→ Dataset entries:
= Beginning of Section =

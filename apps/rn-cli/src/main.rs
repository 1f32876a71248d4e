use clap::{Parser, Subcommand};
use rn_circuit::{PassReport, Session};
use rn_core::{CircuitKind, NodeId};
use rn_project::{PanelHandles, ProjectResult};
use std::path::{Path, PathBuf};
use tracing::info;

mod script;

#[derive(Parser)]
#[command(name = "rn-cli")]
#[command(about = "RelayNet CLI - relay panel circuit simulation tool", long_about = None)]
struct Cli {
    #[command(subcommand)]
    command: Commands,
}

#[derive(Subcommand)]
enum Commands {
    /// Validate panel file syntax and structure
    Validate {
        /// Path to the panel YAML or JSON file
        panel_path: PathBuf,
    },
    /// Build a panel and show its circuits and relays
    Status {
        /// Path to the panel YAML or JSON file
        panel_path: PathBuf,
    },
    /// Build a panel and play a script of operator actions against it
    Simulate {
        /// Path to the panel YAML or JSON file
        panel_path: PathBuf,
        /// Path to the action script (YAML list)
        #[arg(long)]
        script: PathBuf,
        /// Save the final panel state here (optional)
        #[arg(short, long)]
        output: Option<PathBuf>,
    },
}

fn main() -> ProjectResult<()> {
    // Initialize tracing
    tracing_subscriber::fmt::init();

    let cli = Cli::parse();

    match cli.command {
        Commands::Validate { panel_path } => cmd_validate(&panel_path),
        Commands::Status { panel_path } => cmd_status(&panel_path),
        Commands::Simulate {
            panel_path,
            script,
            output,
        } => cmd_simulate(&panel_path, &script, output.as_deref()),
    }
}

fn cmd_validate(panel_path: &Path) -> ProjectResult<()> {
    println!("Validating panel: {}", panel_path.display());
    let doc = rn_project::load(panel_path)?;
    println!("✓ Panel is valid");
    println!(
        "  {} relays, {} buttons, {} nodes, {} cables",
        doc.relays.len(),
        doc.buttons.len(),
        doc.nodes.len(),
        doc.cables.len()
    );
    Ok(())
}

fn cmd_status(panel_path: &Path) -> ProjectResult<()> {
    let doc = rn_project::load(panel_path)?;
    let (session, handles) = rn_project::build_session(&doc)?;
    println!("Panel: {}", doc.name);
    print_status(&session, &handles);
    Ok(())
}

fn cmd_simulate(panel_path: &Path, script_path: &Path, output: Option<&Path>) -> ProjectResult<()> {
    let doc = rn_project::load(panel_path)?;
    let (mut session, handles) = rn_project::build_session(&doc)?;
    let actions = script::parse(&std::fs::read_to_string(script_path)?)?;
    info!(panel = %doc.name, actions = actions.len(), "starting simulation");

    println!("Simulating panel: {}", doc.name);
    for (i, action) in actions.iter().enumerate() {
        let report = script::apply(&mut session, &handles, action)?;
        println!("[{:>6} ms] #{} {:?}", session.now_ms(), i + 1, action);
        print_report(&report);
    }
    println!();
    print_status(&session, &handles);

    if let Some(path) = output {
        rn_project::save(path, &rn_project::snapshot(&doc.name, &session, &handles))?;
        println!("✓ Final state saved to {}", path.display());
    }
    Ok(())
}

fn print_report(report: &PassReport) {
    if report.is_quiet() && report.abandoned.is_empty() {
        println!("  (no circuit change)");
        return;
    }
    println!(
        "  created {}, extended {}, closed {}, split {}, truncated {}, deleted {}",
        report.created,
        report.extended,
        report.closed,
        report.split,
        report.truncated,
        report.deleted
    );
    for (why, count) in &report.abandoned {
        println!("  abandoned {:?}: {}", why, count);
    }
}

fn print_status(session: &Session, handles: &PanelHandles) {
    let arena = session.circuits();
    println!("Time: {} ms", session.now_ms());
    println!(
        "Circuits: {} closed, {} open",
        arena.count(CircuitKind::Closed),
        arena.count(CircuitKind::Open)
    );

    let node_label = |id: NodeId| {
        handles
            .node_key(id)
            .map(str::to_string)
            .unwrap_or_else(|| format!("node{id}"))
    };
    for leaf in arena.leaves(CircuitKind::Closed) {
        let path: Vec<String> = arena
            .full_path(leaf.id())
            .iter()
            .filter_map(|item| item.as_node())
            .map(|n| node_label(n.node))
            .collect();
        println!("  closed: {}", path.join(" -> "));
    }

    println!("Nodes:");
    for (key, id) in &handles.nodes {
        if let Ok(node) = session.network().node(*id) {
            let contacts: Vec<String> = node.contacts().iter().map(|c| format!("{:?}", c.any())).collect();
            println!("  {} ({}, {}): [{}]", key, node.name, node.kind.name(), contacts.join(", "));
        }
    }
    println!("Cables:");
    for (key, id) in &handles.cables {
        if let Ok(cable) = session.network().cable(*id) {
            println!("  {}: {:?}", key, cable.powered());
        }
    }

    if !handles.relays.is_empty() {
        println!("Relays:");
        for (key, id) in &handles.relays {
            if let Some(relay) = session.relay(*id) {
                println!("  {} ({}): {:?}", key, relay.name, relay.state());
            }
        }
    }
    let pending = session.pending_transitions();
    if pending > 0 {
        println!("Pending relay transitions: {}", pending);
    }
}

= End of Section =

→ Exercise requirements: Beginning at the line that holds "if let Some(relay)", copy every line through the end of the entries exactly as given, and only those lines.

→ Your solution:
            if let Some(relay) = session.relay(*id) {
                println!("  {} ({}): {:?}", key, relay.name, relay.state());
            }
        }
    }
    let pending = session.pending_transitions();
    if pending > 0 {
        println!("Pending relay transitions: {}", pending);
    }
}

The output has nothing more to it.